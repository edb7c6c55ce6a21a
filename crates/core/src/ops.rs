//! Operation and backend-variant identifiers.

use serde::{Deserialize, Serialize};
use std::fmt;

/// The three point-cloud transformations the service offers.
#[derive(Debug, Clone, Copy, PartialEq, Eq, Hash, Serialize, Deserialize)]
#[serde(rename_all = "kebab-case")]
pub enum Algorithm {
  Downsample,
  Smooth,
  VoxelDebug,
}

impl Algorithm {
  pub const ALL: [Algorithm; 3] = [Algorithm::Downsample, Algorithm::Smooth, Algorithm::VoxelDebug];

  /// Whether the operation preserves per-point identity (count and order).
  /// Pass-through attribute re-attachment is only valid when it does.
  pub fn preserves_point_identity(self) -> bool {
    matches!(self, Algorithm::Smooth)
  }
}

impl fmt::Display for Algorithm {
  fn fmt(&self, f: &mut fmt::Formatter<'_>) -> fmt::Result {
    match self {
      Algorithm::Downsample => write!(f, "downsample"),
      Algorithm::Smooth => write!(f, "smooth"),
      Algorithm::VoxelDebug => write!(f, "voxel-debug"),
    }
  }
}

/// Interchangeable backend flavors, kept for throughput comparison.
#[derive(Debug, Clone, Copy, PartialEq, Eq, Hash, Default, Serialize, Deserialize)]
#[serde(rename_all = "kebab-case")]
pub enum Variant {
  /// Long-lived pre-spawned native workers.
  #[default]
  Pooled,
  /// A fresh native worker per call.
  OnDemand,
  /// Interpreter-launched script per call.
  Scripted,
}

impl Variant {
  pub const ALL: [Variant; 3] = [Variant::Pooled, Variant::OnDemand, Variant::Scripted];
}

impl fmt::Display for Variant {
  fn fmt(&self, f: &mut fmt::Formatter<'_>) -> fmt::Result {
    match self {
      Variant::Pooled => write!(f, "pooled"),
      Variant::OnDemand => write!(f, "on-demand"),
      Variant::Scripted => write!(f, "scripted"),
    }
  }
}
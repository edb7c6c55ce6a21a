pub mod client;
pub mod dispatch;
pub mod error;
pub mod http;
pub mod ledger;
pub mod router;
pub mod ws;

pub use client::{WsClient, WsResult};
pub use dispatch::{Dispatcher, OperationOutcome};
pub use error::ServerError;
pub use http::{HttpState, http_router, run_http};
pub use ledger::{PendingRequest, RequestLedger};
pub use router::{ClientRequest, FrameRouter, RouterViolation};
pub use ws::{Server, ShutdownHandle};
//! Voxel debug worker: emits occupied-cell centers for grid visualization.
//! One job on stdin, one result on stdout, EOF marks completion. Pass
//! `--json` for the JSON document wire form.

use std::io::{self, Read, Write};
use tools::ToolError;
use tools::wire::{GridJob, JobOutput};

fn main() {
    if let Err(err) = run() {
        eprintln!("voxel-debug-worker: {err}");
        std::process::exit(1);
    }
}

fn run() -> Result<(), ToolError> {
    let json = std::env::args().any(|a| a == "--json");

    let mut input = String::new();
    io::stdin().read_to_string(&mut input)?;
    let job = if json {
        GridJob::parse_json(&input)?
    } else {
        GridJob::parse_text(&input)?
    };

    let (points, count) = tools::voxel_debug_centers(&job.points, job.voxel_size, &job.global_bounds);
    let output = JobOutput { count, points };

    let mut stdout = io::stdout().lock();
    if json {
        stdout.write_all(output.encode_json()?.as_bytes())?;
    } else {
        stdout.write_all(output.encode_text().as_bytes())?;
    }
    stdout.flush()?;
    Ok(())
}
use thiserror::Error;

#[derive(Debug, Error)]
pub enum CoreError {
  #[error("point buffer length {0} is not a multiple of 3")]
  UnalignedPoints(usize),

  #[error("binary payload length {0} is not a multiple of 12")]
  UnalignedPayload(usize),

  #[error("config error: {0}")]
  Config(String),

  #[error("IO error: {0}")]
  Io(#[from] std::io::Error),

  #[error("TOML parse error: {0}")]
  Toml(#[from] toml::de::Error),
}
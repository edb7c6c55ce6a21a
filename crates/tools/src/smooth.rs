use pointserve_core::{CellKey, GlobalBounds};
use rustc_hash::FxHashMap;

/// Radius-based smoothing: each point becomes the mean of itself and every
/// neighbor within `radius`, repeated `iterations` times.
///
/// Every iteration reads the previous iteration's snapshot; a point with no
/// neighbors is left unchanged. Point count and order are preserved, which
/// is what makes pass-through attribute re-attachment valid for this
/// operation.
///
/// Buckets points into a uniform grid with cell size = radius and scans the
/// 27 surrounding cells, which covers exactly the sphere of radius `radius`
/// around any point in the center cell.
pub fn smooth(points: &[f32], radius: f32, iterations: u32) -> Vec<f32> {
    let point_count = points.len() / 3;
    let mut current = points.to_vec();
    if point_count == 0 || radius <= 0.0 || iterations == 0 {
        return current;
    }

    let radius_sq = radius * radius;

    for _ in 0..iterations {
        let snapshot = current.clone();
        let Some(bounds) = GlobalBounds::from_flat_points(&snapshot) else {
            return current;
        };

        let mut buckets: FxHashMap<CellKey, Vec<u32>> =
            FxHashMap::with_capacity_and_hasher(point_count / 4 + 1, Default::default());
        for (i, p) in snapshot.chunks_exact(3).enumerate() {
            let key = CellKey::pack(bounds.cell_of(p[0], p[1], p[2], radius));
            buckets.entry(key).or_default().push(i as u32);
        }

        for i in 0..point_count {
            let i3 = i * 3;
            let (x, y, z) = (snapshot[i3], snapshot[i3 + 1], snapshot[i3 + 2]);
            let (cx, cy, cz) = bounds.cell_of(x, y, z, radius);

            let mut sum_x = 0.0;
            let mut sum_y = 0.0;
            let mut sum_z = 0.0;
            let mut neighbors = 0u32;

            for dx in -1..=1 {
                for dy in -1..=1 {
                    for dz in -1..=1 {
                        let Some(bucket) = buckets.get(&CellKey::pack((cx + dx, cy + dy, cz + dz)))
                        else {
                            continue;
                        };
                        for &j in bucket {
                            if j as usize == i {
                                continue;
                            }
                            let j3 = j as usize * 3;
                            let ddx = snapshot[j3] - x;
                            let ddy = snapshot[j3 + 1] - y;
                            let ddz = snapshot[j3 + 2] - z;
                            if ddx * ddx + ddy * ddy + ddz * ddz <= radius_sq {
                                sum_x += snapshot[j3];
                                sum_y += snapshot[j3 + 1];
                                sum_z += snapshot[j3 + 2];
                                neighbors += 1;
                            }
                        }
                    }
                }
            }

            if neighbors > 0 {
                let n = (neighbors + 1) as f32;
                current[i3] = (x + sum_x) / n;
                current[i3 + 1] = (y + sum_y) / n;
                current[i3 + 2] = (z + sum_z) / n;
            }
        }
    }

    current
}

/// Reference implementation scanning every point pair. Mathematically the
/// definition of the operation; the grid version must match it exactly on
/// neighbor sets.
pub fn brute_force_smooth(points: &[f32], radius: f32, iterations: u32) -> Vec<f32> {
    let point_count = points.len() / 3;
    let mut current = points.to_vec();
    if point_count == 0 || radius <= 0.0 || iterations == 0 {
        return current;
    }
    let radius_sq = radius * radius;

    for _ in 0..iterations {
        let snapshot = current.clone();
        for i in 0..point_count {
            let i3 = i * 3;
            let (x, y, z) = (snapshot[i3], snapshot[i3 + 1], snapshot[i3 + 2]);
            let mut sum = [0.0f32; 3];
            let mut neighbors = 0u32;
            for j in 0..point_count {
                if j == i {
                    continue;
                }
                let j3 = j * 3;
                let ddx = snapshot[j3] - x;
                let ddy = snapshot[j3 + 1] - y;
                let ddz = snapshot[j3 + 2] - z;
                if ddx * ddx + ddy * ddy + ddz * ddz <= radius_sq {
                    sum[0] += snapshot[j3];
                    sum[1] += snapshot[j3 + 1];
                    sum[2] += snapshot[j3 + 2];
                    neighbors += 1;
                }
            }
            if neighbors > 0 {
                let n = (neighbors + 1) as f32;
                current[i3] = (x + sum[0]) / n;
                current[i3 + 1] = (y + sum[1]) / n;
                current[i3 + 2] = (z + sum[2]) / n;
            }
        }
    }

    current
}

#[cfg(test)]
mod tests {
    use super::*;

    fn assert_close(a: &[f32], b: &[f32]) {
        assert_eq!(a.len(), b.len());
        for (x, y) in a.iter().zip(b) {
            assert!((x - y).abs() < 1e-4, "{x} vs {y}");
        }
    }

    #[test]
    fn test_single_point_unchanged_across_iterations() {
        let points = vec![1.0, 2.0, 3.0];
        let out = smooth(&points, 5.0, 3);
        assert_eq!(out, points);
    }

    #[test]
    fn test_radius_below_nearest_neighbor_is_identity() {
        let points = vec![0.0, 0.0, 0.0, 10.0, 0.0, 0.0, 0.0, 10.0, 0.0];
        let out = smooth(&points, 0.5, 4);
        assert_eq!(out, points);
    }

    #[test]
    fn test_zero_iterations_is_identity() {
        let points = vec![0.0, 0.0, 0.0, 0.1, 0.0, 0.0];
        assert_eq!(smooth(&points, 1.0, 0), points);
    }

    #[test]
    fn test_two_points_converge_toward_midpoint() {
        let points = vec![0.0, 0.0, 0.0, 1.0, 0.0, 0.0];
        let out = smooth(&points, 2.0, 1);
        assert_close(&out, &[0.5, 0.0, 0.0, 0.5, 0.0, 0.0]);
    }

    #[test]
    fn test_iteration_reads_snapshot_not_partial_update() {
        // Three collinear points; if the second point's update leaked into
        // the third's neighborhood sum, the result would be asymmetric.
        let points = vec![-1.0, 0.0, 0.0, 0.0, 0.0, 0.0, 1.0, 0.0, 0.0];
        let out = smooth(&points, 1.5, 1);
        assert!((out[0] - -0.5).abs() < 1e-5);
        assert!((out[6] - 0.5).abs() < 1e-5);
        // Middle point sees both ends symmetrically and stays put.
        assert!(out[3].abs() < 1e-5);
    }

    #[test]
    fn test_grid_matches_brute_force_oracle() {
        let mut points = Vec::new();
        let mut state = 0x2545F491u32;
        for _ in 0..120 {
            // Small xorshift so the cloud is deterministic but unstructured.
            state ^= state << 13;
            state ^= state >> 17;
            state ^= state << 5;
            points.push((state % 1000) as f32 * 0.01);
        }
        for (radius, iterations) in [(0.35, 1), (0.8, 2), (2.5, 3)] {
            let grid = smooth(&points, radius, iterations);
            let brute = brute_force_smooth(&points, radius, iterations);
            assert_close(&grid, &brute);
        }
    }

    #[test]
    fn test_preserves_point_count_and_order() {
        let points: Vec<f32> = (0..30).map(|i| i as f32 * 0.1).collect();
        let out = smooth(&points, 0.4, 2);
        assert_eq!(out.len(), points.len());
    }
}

• **WORK TO BE COMPLETED**
Lines holding the string "CellKey": find them in the listing above and copy each one.

• **YOUR SOLUTION**
use pointserve_core::{CellKey, GlobalBounds};
        let mut buckets: FxHashMap<CellKey, Vec<u32>> =
            let key = CellKey::pack(bounds.cell_of(p[0], p[1], p[2], radius));
                        let Some(bucket) = buckets.get(&CellKey::pack((cx + dx, cy + dy, cz + dz)))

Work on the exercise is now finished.